The Seminole Tribe fired back against West Flagler Associates‘ motion in a Florida sports betting lawsuit to exclude them from the gaming magnates’ federal lawsuit in the District of Columbia.
The Seminole Tribe of Florida has sought to intervene in the case filed against the Department of the Interior and Secretary of the Interior Deb Haaland. West Flagler Associates has argued that the Secretary and Department adequately represent the interests of the Seminole Tribe, and therefore the Tribe’s inclusion would be duplicative.
West Flagler has also objected, assuming the Seminole Tribe of Florida is allowed to intervene, to the Tribe being allowed to intervene on a limited basis. The intervention would allow the Tribe to intervene in the FL sports betting case while maintaining their sovereign immunity.
Recap on West Flagler opposition in Florida sports betting
In their opposition to the Seminole Tribe’s intervention, West Flagler Associates argued that the Tribe does not need to be present to have their interest in the Florida Compact vindicated because the Secretary of the Interior and the Department itself will adequately defend the Compact’s existence and coming into law.
The argument made by the South Florida gaming operators is effectively that the Tribe will make the same arguments (e.g., that the Compact is valid) as the Department of the Interior will make.
Opposing the intervention of the Tribe was an expected response to the Tribe’s motion. However, that the Department of the Interior did not affirmatively affirm the Compact and instead let it come into force (to the extent it complies with federal law) might undercut some of the plaintiffs’ arguments.
Breaking down the Tribe’s arguments
The Seminole Tribe of Florida’s first argument in their reply brief is that the plaintiffs have misapplied rules 19 and 24(a) of the Federal Rules of Civil Procedure. Next, the Tribe argues that the plaintiffs say the Tribe is not a proper party based on merits (as opposed to procedural) arguments, which the plaintiffs acknowledge are not appropriate and this juncture in the case.
Secondly, the Tribe argues that predictions that there would be litigation about the Compact (notably, statements by Hard Rock Casino Chairman Jim Allen) did not waive any of the Tribe’s procedural objections to future litigation. The Tribe argues that simply acknowledging that the Compact was likely to be challenged was not admitting that a lawsuit would be proper.
The Tribe notes in concluding their primary argument by noting that the motion to intervene and subsequent response is not the place to address the case’s legal issues.
The PPI, Inc. case
The Seminole Tribe notes that in their response to the Tribe’s motion to intervene, the plaintiffs dismissed a case from 2008 in which a federal district court determined that the Seminole Tribe’s interests “were sufficient” to permit intervention as an indispensable party in a lawsuit challenging the Tribe’s 2007 Compact filed against the Department of the Interior.

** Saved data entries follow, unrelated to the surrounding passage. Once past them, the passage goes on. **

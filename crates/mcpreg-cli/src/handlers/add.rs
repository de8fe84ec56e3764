//! Add command handler.
//!
//! Validates the definition, stores it, and reports the stored form (which
//! may differ from the input after platform translation).

use anyhow::Result;

use crate::bootstrap::CliContext;
use crate::commands::ServerArgs;
use crate::presentation::server_target;

/// Execute the add command.
pub async fn execute(ctx: &CliContext, args: ServerArgs) -> Result<()> {
    let record = ctx.service().add(args.into_draft()).await?;

    ctx.output.success(&record, || {
        println!(
            "Added '{}' ({}): {}",
            record.name,
            record.config.transport,
            server_target(&record.config)
        );
        println!("Run 'mcpreg probe {}' to check it.", record.name);
    })
}
//! MCP server registry domain types.
//!
//! These types represent tool-server definitions and probe results,
//! independent of any infrastructure concerns (files, processes, sockets).
//!
//! # Design
//!
//! - `ServerDefinition` - A stored entry (transport, command/args/env or url/headers)
//! - `ServerConfig` - A definition together with its unique name
//! - `ServerDraft` - Loose user input, checked by the validator
//! - `ServerRecord` - A definition plus in-memory connectivity status
//! - `RegistryDocument` - The whole persisted registry
//! - `ProbeResult` - Steps and terminal outcome of one probe

pub mod probe;
pub mod registry;
pub mod server;

pub use probe::{
    BatchReport, BatchSummary, ProbeOutcome, ProbeResult, ProbeStep, ServerIdentity, StepStatus,
};
pub use registry::RegistryDocument;
pub use server::{
    ServerConfig, ServerDefinition, ServerDraft, ServerRecord, ServerStatus, TransportKind,
    UnknownTransport,
};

The Tribe’s lawyers convincingly highlight several similarities between the PPI, Inc case and the present matter, stating:
As in PPI, Inc., Plaintiffs in this case operate pari-mutuel facilities in the State and seek to challenge Class III games authorized by an IGRA compact between the State and the Tribe, and they ask the Court to declare provisions in the Compact unlawful. In PPI, Inc., the Tribe filed a motion for limited intervention under Rule 24 and moved to dismiss the case pursuant to Rule 19—just like the Tribe’s Motions filed in this case.

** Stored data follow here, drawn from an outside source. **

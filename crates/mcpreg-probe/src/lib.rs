//! Probing engine for registered MCP servers.
//!
//! Spawns stdio servers and races their handshake against a timeout and
//! against process exit, checks http/sse endpoints, probes whole registries
//! with bounded concurrency, and exposes the [`RegistryService`] facade.
#![deny(unsafe_code)]
#![deny(unused_crate_dependencies)]

pub mod batch;
pub mod handshake;
pub mod http;
pub mod orchestrator;
pub mod registry;
pub(crate) mod shutdown;
pub(crate) mod stderr;
pub mod service;

#[cfg(test)]
mod test_support;

// Dev-dependencies used only by integration tests
#[cfg(test)]
use mcpreg_store as _;

pub use batch::BatchProbeRunner;
pub use handshake::{HandshakeError, HandshakePhase, PROTOCOL_VERSION};
pub use orchestrator::ProbeOrchestrator;
pub use registry::{HandleGuard, HandleRegistry, ProcessHandle};
pub use service::RegistryService;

The Tribe argues that the plaintiffs’ dismissal of the precedent as an unpublished decision is misguided. Typically, unpublished opinions lack precedential value; however, they can still be influential, particularly where there is a lack of published case law around a particular issue.
Rule 24 (a) too
The Seminole Tribe’s lawyers further argue that the Tribe’s limited intervention is proper, citing several federal cases that allowed Tribe to intervene on a limited basis, to challenge their failure to be joined as an indispensable party, and to push for a dismissal.
The Tribe argues that they have multiple interests that confer Article III standing and thus a right to intervene under rule 24 (a).

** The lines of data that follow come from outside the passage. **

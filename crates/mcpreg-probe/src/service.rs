//! High-level registry service.
//!
//! This is the programmatic surface the CLI (or any other front end) talks
//! to: CRUD over the registry file plus probing, with the last-known
//! connectivity of each server kept in memory.

use std::collections::HashMap;
use std::sync::Arc;
use std::time::Duration;

use chrono::{DateTime, Utc};
use tokio::sync::RwLock;

use mcpreg_core::{
    BatchReport, ProbeOutcome, ProbeResult, RegistryDocument, RegistryError, RegistryStore,
    ServerDefinition, ServerDraft, ServerRecord, ServerStatus, StoreError, ValidationReport,
};

use crate::batch::BatchProbeRunner;
use crate::orchestrator::ProbeOrchestrator;

/// Read-modify-write attempts before a version conflict is surfaced.
const MAX_WRITE_ATTEMPTS: usize = 3;

#[derive(Debug, Clone, Default)]
struct StatusEntry {
    status: ServerStatus,
    last_probed_at: Option<DateTime<Utc>>,
    last_error: Option<String>,
}

/// Registry CRUD plus probing, with runtime status per server.
pub struct RegistryService {
    store: Arc<dyn RegistryStore>,
    orchestrator: Arc<ProbeOrchestrator>,
    statuses: RwLock<HashMap<String, StatusEntry>>,
}

impl RegistryService {
    /// Create a new service with injected dependencies.
    pub fn new(store: Arc<dyn RegistryStore>, orchestrator: Arc<ProbeOrchestrator>) -> Self {
        Self {
            store,
            orchestrator,
            statuses: RwLock::new(HashMap::new()),
        }
    }

    pub const fn orchestrator(&self) -> &Arc<ProbeOrchestrator> {
        &self.orchestrator
    }

    async fn record(&self, name: String, config: ServerDefinition) -> ServerRecord {
        let entry = self.statuses.read().await.get(&name).cloned().unwrap_or_default();
        ServerRecord {
            name,
            config,
            status: entry.status,
            last_probed_at: entry.last_probed_at,
            last_error: entry.last_error,
        }
    }

    async fn set_status(&self, name: &str, entry: StatusEntry) {
        self.statuses.write().await.insert(name.to_string(), entry);
    }

    /// Record probe outcomes for servers that are still registered.
    ///
    /// The status lock is held across the registry reload, so a concurrent
    /// `remove` either runs first and the entry is skipped, or clears the
    /// entry after it is written.
    async fn record_results<'a, I>(&self, results: I)
    where
        I: IntoIterator<Item = (&'a str, &'a ProbeResult)>,
    {
        let mut statuses = self.statuses.write().await;
        let doc = match self.store.load().await {
            Ok(doc) => doc,
            Err(e) => {
                tracing::warn!(error = %e, "Could not reload registry, probe status not recorded");
                return;
            }
        };
        for (name, result) in results {
            // The probe that holds the slot reports for both.
            if result.outcome == ProbeOutcome::AlreadyInFlight {
                continue;
            }
            if !doc.contains(name) {
                tracing::debug!(server_name = %name, "Server removed while probing, status dropped");
                continue;
            }
            let status = if result.success {
                ServerStatus::Connected
            } else {
                ServerStatus::Failed
            };
            statuses.insert(
                name.to_string(),
                StatusEntry {
                    status,
                    last_probed_at: Some(Utc::now()),
                    last_error: result.error.clone(),
                },
            );
        }
    }

    /// Load, apply `mutation`, save; retry from a fresh load if another
    /// writer saved in between.
    async fn mutate<F>(&self, mut mutation: F) -> Result<u64, RegistryError>
    where
        F: FnMut(&mut RegistryDocument) -> Result<(), RegistryError>,
    {
        let mut attempt = 1;
        loop {
            let mut doc = self.store.load().await?;
            mutation(&mut doc)?;
            match self.store.save(&doc).await {
                Ok(version) => return Ok(version),
                Err(StoreError::VersionConflict { expected, found })
                    if attempt < MAX_WRITE_ATTEMPTS =>
                {
                    tracing::debug!(attempt, expected, found, "Registry changed underneath us, retrying");
                    attempt += 1;
                }
                Err(e) => return Err(e.into()),
            }
        }
    }

    /// All servers, ordered by name.
    pub async fn list(&self) -> Result<Vec<ServerRecord>, RegistryError> {
        let doc = self.store.load().await?;
        let mut records = Vec::with_capacity(doc.len());
        for (name, definition) in doc.servers {
            records.push(self.record(name, definition).await);
        }
        Ok(records)
    }

    /// Get a server by name.
    pub async fn get(&self, name: &str) -> Result<ServerRecord, RegistryError> {
        let mut doc = self.store.load().await?;
        let definition = doc
            .remove(name)
            .ok_or_else(|| RegistryError::NotFound(name.to_string()))?;
        Ok(self.record(name.to_string(), definition).await)
    }

    /// Validate and register a new server.
    ///
    /// The command line is translated for the orchestrator's platform before
    /// it is stored, so the file holds exactly what will be executed.
    pub async fn add(&self, draft: ServerDraft) -> Result<ServerRecord, RegistryError> {
        let mut config = draft.into_config().map_err(RegistryError::Invalid)?;
        if let Some(command) = config.definition.command.as_deref() {
            let (command, args) = self
                .orchestrator
                .platform()
                .translate(command, &config.definition.args);
            config.definition.command = Some(command);
            config.definition.args = args;
        }

        let name = config.name.clone();
        let version = self
            .mutate(|doc| {
                if doc.contains(&name) {
                    return Err(RegistryError::Conflict(name.clone()));
                }
                doc.insert(config.clone());
                Ok(())
            })
            .await?;

        self.set_status(
            &name,
            StatusEntry {
                status: ServerStatus::Testing,
                ..StatusEntry::default()
            },
        )
        .await;

        tracing::info!(
            server_name = %name,
            transport = %config.transport(),
            version,
            "Added MCP server"
        );
        Ok(ServerRecord::new(name, config.definition, ServerStatus::Testing))
    }

    /// Remove a server by name.
    pub async fn remove(&self, name: &str) -> Result<(), RegistryError> {
        self.mutate(|doc| {
            doc.remove(name)
                .map(|_| ())
                .ok_or_else(|| RegistryError::NotFound(name.to_string()))
        })
        .await?;
        self.statuses.write().await.remove(name);

        tracing::info!(server_name = %name, "Removed MCP server");
        Ok(())
    }

    /// Probe one registered server and record the outcome.
    pub async fn probe(
        &self,
        name: &str,
        timeout: Option<Duration>,
    ) -> Result<ProbeResult, RegistryError> {
        let config = self
            .store
            .load()
            .await?
            .get(name)
            .ok_or_else(|| RegistryError::NotFound(name.to_string()))?;

        let result = self.orchestrator.probe(&config, timeout).await;
        self.record_results([(name, &result)]).await;
        Ok(result)
    }

    /// Probe every registered server and record each outcome.
    pub async fn test_all(&self, timeout: Option<Duration>) -> Result<BatchReport, RegistryError> {
        let runner = BatchProbeRunner::new(Arc::clone(&self.store), Arc::clone(&self.orchestrator));
        let report = runner.test_all(timeout).await?;
        self.record_results(
            report
                .results
                .iter()
                .map(|(name, result)| (name.as_str(), result)),
        )
        .await;
        Ok(report)
    }

    /// Check a draft without storing it.
    pub fn validate(&self, draft: &ServerDraft) -> ValidationReport {
        mcpreg_core::validate(draft)
    }
}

The Seminole Tribe of Florida argues that the Department (and Secretary) of the Interior do not adequately represent their interests, noting a history of cases where Tribes demonstrated that while interests may be held in common, their interests were not adequately represented.
The Tribe then asks that the federal court grant its motion to dismiss the case based on West Flagler’s failure to add the Tribe as an indispensable party.
Busy few weeks ahead in Florida sports betting
The coming few weeks will be busy as we expect the Department of the Interior to file its response to the plaintiffs’ motion today. Then the Plaintiffs will reply the following week, leading to an oral argument in Washington D.C. sometime between October 26, and November 15. The market is scheduled to launch later this week, in some form.
In a reminder that the gaming world is still pretty small, the Seminole Tribe of Florida is represented by Barry Richard of Greenberg Traurig. He previously represented Casino City in their First Amendment case against the Department of Justice.